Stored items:

____________

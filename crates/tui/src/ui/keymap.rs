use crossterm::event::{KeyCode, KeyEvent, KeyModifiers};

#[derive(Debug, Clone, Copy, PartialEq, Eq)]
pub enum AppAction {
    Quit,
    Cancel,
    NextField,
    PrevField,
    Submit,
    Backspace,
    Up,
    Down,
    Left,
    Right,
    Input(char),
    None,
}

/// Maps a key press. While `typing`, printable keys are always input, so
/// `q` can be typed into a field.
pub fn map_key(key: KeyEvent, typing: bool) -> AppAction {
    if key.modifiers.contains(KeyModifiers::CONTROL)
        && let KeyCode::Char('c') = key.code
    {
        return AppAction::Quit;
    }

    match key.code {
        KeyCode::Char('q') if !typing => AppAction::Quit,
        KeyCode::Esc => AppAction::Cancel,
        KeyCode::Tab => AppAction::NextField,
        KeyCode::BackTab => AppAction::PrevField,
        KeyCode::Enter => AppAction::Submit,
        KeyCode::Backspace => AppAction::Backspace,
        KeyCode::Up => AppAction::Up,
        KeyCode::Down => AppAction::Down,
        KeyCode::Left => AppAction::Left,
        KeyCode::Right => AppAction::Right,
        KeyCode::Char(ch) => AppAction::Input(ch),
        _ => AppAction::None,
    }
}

____________

* _Description of the task_:
Return the lines above that include the string "KeyModifiers".

* _Response to the exercise_:
use crossterm::event::{KeyCode, KeyEvent, KeyModifiers};
    if key.modifiers.contains(KeyModifiers::CONTROL)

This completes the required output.